Serey was speaking via an online video discussion under the theme, Addressing Skills Gap for a Resilient Youth in the Era of Covid-19 and Beyond. The virtual forum was joined by nearly 200 youths and experts from the government and civil society organisations.
Young Cambodians, she said, should strengthen their technical skills to keep pace with the rapidly evolving world as Cambodia reaches a turning point in the Covid-19 era.
She said a bulk of business transactions have moved online since the outbreak of the virus, while many brick-and-mortar businesses continue to shut down.
“Young people need to study and seek more knowledge to keep up with the times and the evolution of the world because our skills alone are not enough. Our youths need to absorb new knowledge to respond to the current situation,” she said.

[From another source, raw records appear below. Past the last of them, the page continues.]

//! Application and category entities.

use chrono::{DateTime, Utc};
use domain::models::application::{AppStatus, Application, Category};
use rust_decimal::Decimal;
use sqlx::FromRow;

db_enum!(AppStatusDb, AppStatus, "app_status", { Active, Suspended, Deleted });

/// Database row mapping for the applications table.
#[derive(Debug, Clone, FromRow)]
pub struct ApplicationEntity {
    pub id: i64,
    pub app_id: String,
    pub name: String,
    pub country_code: String,
    pub category_id: Option<i64>,
    pub subcategory_id: Option<i64>,
    pub icon_url: Option<String>,
    pub is_free: bool,
    pub account_price: Decimal,
    pub rating: Decimal,
    pub sort_order: i32,
    pub status: AppStatusDb,
    pub created_at: DateTime<Utc>,
    pub updated_at: DateTime<Utc>,
}

impl From<ApplicationEntity> for Application {
    fn from(entity: ApplicationEntity) -> Self {
        Self {
            id: entity.id,
            app_id: entity.app_id,
            name: entity.name,
            country_code: entity.country_code,
            category_id: entity.category_id,
            subcategory_id: entity.subcategory_id,
            icon_url: entity.icon_url,
            is_free: entity.is_free,
            account_price: entity.account_price,
            rating: entity.rating,
            sort_order: entity.sort_order,
            status: entity.status.into(),
            created_at: entity.created_at,
            updated_at: entity.updated_at,
        }
    }
}

#[derive(Debug, Clone, FromRow)]
pub struct CategoryEntity {
    pub id: i64,
    pub name: String,
    pub parent_id: Option<i64>,
}

impl From<CategoryEntity> for Category {
    fn from(entity: CategoryEntity) -> Self {
        Self {
            id: entity.id,
            name: entity.name,
            parent_id: entity.parent_id,
        }
    }
}
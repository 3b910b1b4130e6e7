//! Application listing domain model.

use chrono::{DateTime, Utc};
use rust_decimal::Decimal;
use serde::{Deserialize, Serialize};
use validator::Validate;

/// Listing status of an application.
#[derive(Debug, Clone, Copy, PartialEq, Eq, Serialize, Deserialize)]
#[serde(rename_all = "lowercase")]
pub enum AppStatus {
    Active,
    Suspended,
    Deleted,
}

impl AppStatus {
    pub fn as_str(&self) -> &'static str {
        match self {
            AppStatus::Active => "active",
            AppStatus::Suspended => "suspended",
            AppStatus::Deleted => "deleted",
        }
    }
}

/// An application offered in the store.
#[derive(Debug, Clone, Serialize, Deserialize)]
#[serde(rename_all = "camelCase")]
pub struct Application {
    pub id: i64,
    pub app_id: String,
    pub name: String,
    pub country_code: String,
    pub category_id: Option<i64>,
    pub subcategory_id: Option<i64>,
    pub icon_url: Option<String>,
    pub is_free: bool,
    pub account_price: Decimal,
    pub rating: Decimal,
    pub sort_order: i32,
    pub status: AppStatus,
    pub created_at: DateTime<Utc>,
    pub updated_at: DateTime<Utc>,
}

/// A node of the two-level category tree.
#[derive(Debug, Clone, PartialEq, Eq, Serialize, Deserialize)]
#[serde(rename_all = "camelCase")]
pub struct Category {
    pub id: i64,
    pub name: String,
    pub parent_id: Option<i64>,
}

/// Category placement of an application.
#[derive(Debug, Clone, Copy, PartialEq, Eq)]
pub struct CategoryPlacement {
    pub category_id: i64,
    pub subcategory_id: Option<i64>,
}

/// Places an application under a leaf category.
///
/// A leaf with a parent puts the parent in `category_id` and the leaf in
/// `subcategory_id`; a root leaf fills `category_id` only.
pub fn place_category(leaf: &Category) -> CategoryPlacement {
    match leaf.parent_id {
        Some(parent) => CategoryPlacement {
            category_id: parent,
            subcategory_id: Some(leaf.id),
        },
        None => CategoryPlacement {
            category_id: leaf.id,
            subcategory_id: None,
        },
    }
}

/// Request payload for creating an application.
#[derive(Debug, Clone, Deserialize, Validate)]
#[serde(rename_all = "camelCase")]
pub struct CreateApplicationRequest {
    #[validate(length(min = 1, max = 128, message = "App id must be 1-128 characters"))]
    pub app_id: String,

    #[validate(length(min = 1, max = 200, message = "Name must be 1-200 characters"))]
    pub name: String,

    #[validate(length(equal = 2, message = "Country code must be 2 characters"))]
    pub country_code: String,

    pub category_id: Option<i64>,

    pub icon_url: Option<String>,

    #[serde(default)]
    pub is_free: bool,

    #[serde(default)]
    pub account_price: Decimal,

    #[serde(default)]
    pub sort_order: i32,
}

#[cfg(test)]
mod tests {
    use super::*;

    #[test]
    fn test_place_under_parent() {
        let leaf = Category {
            id: 12,
            name: "Puzzle".into(),
            parent_id: Some(3),
        };
        let placement = place_category(&leaf);
        assert_eq!(placement.category_id, 3);
        assert_eq!(placement.subcategory_id, Some(12));
    }

    #[test]
    fn test_place_root_leaf() {
        let leaf = Category {
            id: 3,
            name: "Games".into(),
            parent_id: None,
        };
        let placement = place_category(&leaf);
        assert_eq!(placement.category_id, 3);
        assert_eq!(placement.subcategory_id, None);
    }
}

Ministry of Posts and Telecommunications secretary of state Kan Channmeta said youths should shift their focus from low-skilled labour to non-labour-intensive skills. He said learning technology-related skills can be highly beneficial as there is demand in the sector.
“Our approach is to encourage young people to study day and night, no matter what the circumstances, because our youth are full of energy and intelligence,” he said.
Channmeta said that branching off from labour-intensive jobs will diversify work opportunities for youths.
According to the UN Development Programme’s (UNDP) post-discussion report, two-thirds of Cambodia’s population is under the age of 30. The unemployment rate of the working population (15-64 years old) is 0.2 per cent for women and 0.3 per cent for men.
However, the UNDP said the low unemployment rate does not reflect an accurate picture of the situation because of the quality of employment.
It said that over 85 per cent of the working population are employed in low-skilled, labour-intensive work, and over 51 per cent of jobs in Cambodia are unstable and do not offer regular salaries.
The UNDP said Cambodia’s education system and its labour market are at odds with the rapidly evolving technology-driven economy and this could create an uncertain job future for youths.
“The arrival of Covid-19 has worsened the situation. Youths are disproportionately affected by the crisis, with multiple shocks, including disruption to education and training. They have lost employment and income, and face greater difficulties in finding jobs,” it said.
Yan Sok Eng, a youth who participated in the discussion, said she understood the importance of strengthening young peoples’ skills and work capacities to be better equipped to succeed in the post-Covid world.
She said capacity-building could lead to better job opportunities and help youths avoid risks as companies close and lay off employees.
“I’m interested to continue developing my work capacity. I believe youths need to be innovative and proactive. Foreign languages and knowledge of technology must be prioritised too,” she said.